MSc Molecular Pharmaceutics

Why choose this course?

  • Aston is in the top 10 for Pharmacology and Pharmacy in The Complete University Guide's 2014 league tables
  • The teaching is research-informed
  • Dedicated state of the art computational facilities will enable you to complete your research project in emerging pharmaceutical areas.

Entry Requirements & course details

This programme is open to suitably qualified international and UK graduates. Potential students must hold at least a 2nd class Honours Degree in a chemistry-based subject - e.g. chemistry, biochemistry, pharmacy, pharmaceutical technology or biological chemistry from a UK University. Overseas students must possess an equivalent qualification.

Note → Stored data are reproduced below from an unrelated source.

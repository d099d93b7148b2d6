// SPDX-License-Identifier: AGPL-3.0-or-later

//! Shared process state for the two middleware sides.

use std::sync::Arc;

use crate::consumer::session::SessionStore;
use crate::consumer::user_access::UserAccessProvider;
use crate::consumer::ServiceSettings;
use crate::gateway::{AllowAllOauthGate, OauthGate};
use crate::pipeline::checks::{DeviceStamp, GeoStamp, PermissiveCheck};
use crate::pipeline::SecurityPipeline;
use crate::provision::{KeyResolver, StaticKeyStore};
use crate::registry::{RegistryHandle, RegistrySnapshot};

/// State of the gateway process. Cheap to clone; the collaborators are
/// shared behind `Arc`.
#[derive(Clone)]
pub struct GatewayState {
    pub registry: Arc<RegistryHandle>,
    pub resolver: Arc<dyn KeyResolver>,
    pub pipeline: Arc<SecurityPipeline>,
    pub oauth_gate: Arc<dyn OauthGate>,
    /// Current environment name, lowercase. Read once at startup and passed
    /// into flag resolution explicitly.
    pub environment: String,
    /// Secret handed to the key resolver alongside the external key.
    pub key_secret: String,
}

impl GatewayState {
    pub fn builder(
        environment: impl Into<String>,
        key_secret: impl Into<String>,
    ) -> GatewayStateBuilder {
        GatewayStateBuilder {
            registry: None,
            resolver: None,
            pipeline: None,
            oauth_gate: None,
            environment: environment.into(),
            key_secret: key_secret.into(),
        }
    }
}

/// Builder over [`GatewayState`]. Unset collaborators fall back to the
/// in-process reference implementations (empty registry, static resolver,
/// permissive pipeline and OAuth gate).
pub struct GatewayStateBuilder {
    registry: Option<RegistryHandle>,
    resolver: Option<Arc<dyn KeyResolver>>,
    pipeline: Option<Arc<SecurityPipeline>>,
    oauth_gate: Option<Arc<dyn OauthGate>>,
    environment: String,
    key_secret: String,
}

impl GatewayStateBuilder {
    pub fn registry(mut self, registry: RegistryHandle) -> Self {
        self.registry = Some(registry);
        self
    }

    pub fn resolver(mut self, resolver: Arc<dyn KeyResolver>) -> Self {
        self.resolver = Some(resolver);
        self
    }

    pub fn pipeline(mut self, pipeline: Arc<SecurityPipeline>) -> Self {
        self.pipeline = Some(pipeline);
        self
    }

    pub fn oauth_gate(mut self, gate: Arc<dyn OauthGate>) -> Self {
        self.oauth_gate = Some(gate);
        self
    }

    pub fn build(self) -> GatewayState {
        GatewayState {
            registry: Arc::new(
                self.registry
                    .unwrap_or_else(|| RegistryHandle::new(RegistrySnapshot::new())),
            ),
            resolver: self
                .resolver
                .unwrap_or_else(|| Arc::new(StaticKeyStore::new())),
            pipeline: self.pipeline.unwrap_or_else(default_pipeline),
            oauth_gate: self
                .oauth_gate
                .unwrap_or_else(|| Arc::new(AllowAllOauthGate)),
            environment: self.environment,
            key_secret: self.key_secret,
        }
    }
}

fn default_pipeline() -> Arc<SecurityPipeline> {
    Arc::new(SecurityPipeline::standard(
        Arc::new(GeoStamp),
        Arc::new(DeviceStamp),
        Arc::new(PermissiveCheck::new("oauth")),
        Arc::new(PermissiveCheck::new("user_access")),
        Arc::new(PermissiveCheck::new("service_level")),
        Arc::new(PermissiveCheck::new("api_level")),
    ))
}

/// State of a downstream service process.
#[derive(Clone)]
pub struct ConsumerState {
    pub settings: Arc<ServiceSettings>,
    pub sessions: Arc<dyn SessionStore>,
    pub users: Arc<dyn UserAccessProvider>,
}

impl ConsumerState {
    pub fn new(
        settings: ServiceSettings,
        sessions: Arc<dyn SessionStore>,
        users: Arc<dyn UserAccessProvider>,
    ) -> Self {
        Self {
            settings: Arc::new(settings),
            sessions,
            users,
        }
    }
}

#[cfg(test)]
mod tests {
    use super::*;
    use crate::registry::RouteKey;

    #[test]
    fn builder_defaults_are_usable() {
        let state = GatewayState::builder("dev", "secret").build();
        assert_eq!(state.environment, "dev");
        let route = RouteKey {
            service: "orders".into(),
            version: "1".into(),
        };
        assert!(state.registry.current().lookup(&route).is_none());
    }
}
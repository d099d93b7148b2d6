// SPDX-License-Identifier: AGPL-3.0-or-later

//! Service configuration merge and ACL redaction.
//!
//! Both functions are pure; they run between the last pipeline check and
//! envelope encoding, so no other step needs to know the ACL policy.

use serde_json::{Map, Value};

use crate::context::TrustContext;

/// Reserved bucket of configuration shared across all services for a tenant.
pub const COMMON_FIELDS_KEY: &str = "commonFields";

/// Narrow the tenant-wide `services_config` down to what `service_name` may
/// see.
///
/// Common fields populate generic keys first-writer-wins; the per-service
/// block is then installed under its own key as an atomic unit, replacing any
/// common-fields value that landed on that same key. The per-service block is
/// never field-merged with common fields; downstream services rely on
/// `config[service_name]` being exactly the provisioned block.
pub fn merge_service_config(
    services_config: &Map<String, Value>,
    service_name: &str,
) -> Map<String, Value> {
    let mut merged = Map::new();

    if let Some(Value::Object(common)) = services_config.get(COMMON_FIELDS_KEY) {
        for (field, value) in common {
            if !merged.contains_key(field) {
                merged.insert(field.clone(), value.clone());
            }
        }
    }

    if let Some(block) = services_config.get(service_name) {
        merged.insert(service_name.to_string(), block.clone());
    }

    merged
}

/// Strip application and package ACLs unless the resolving service declared
/// `requires_package_acl`. Runs last, after all other fields are populated.
pub fn apply_acl_redaction(context: &mut TrustContext, requires_package_acl: bool) {
    if requires_package_acl {
        return;
    }
    context.application.acl = None;
    context.application.acl_all_env = None;
    context.package.acl = None;
    context.package.acl_all_env = None;
}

International students whose first language is not English must demonstrate a satisfactory command of English language. They should meet our minimum English language requirement by taking one of the following tests:

  • IELTS. Minimum requirement - 6.5 overall, 6.0 in each area.

  • TOEFL IBT. Minimum requirement - 93 overall, (19 in listening and speaking, 18 in reading and 23 in writing).

  • Pearson Academic. Minimum requirement - 63 overall, 57 in each area.

We do not accept a Password test.

Duration of programme: Full-time: 12 months

Start date: late September

Application deadline:

1st August for International students

31st August for UK/EU students

If you are applying close to the deadline, please ensure you have all supporting documentation ready for the application. If the deadline has passed, we may still be able to consider you, so please contact us.

Distance learning available: No

Intake: 10

Fees for 2015 entry:

UK/EU students: £5,500
International students: £16,500

International scholarships - We have scholarships for African & South American students

Aston Alumni discount - 20% discount


Course Outline

MSc Molecular pharmaceutics brings together three key pharmaceutically-relevant computational areas - computer-aided drug design, bioinformatics and pharmacokinetics – together with background in drug discovery and drug-relevant biology. The compulsory taught modules account for two-thirds of the course (120 credits) and the remainder is devoted to a 60-credit research project allowing specialisation in one of the computational areas.  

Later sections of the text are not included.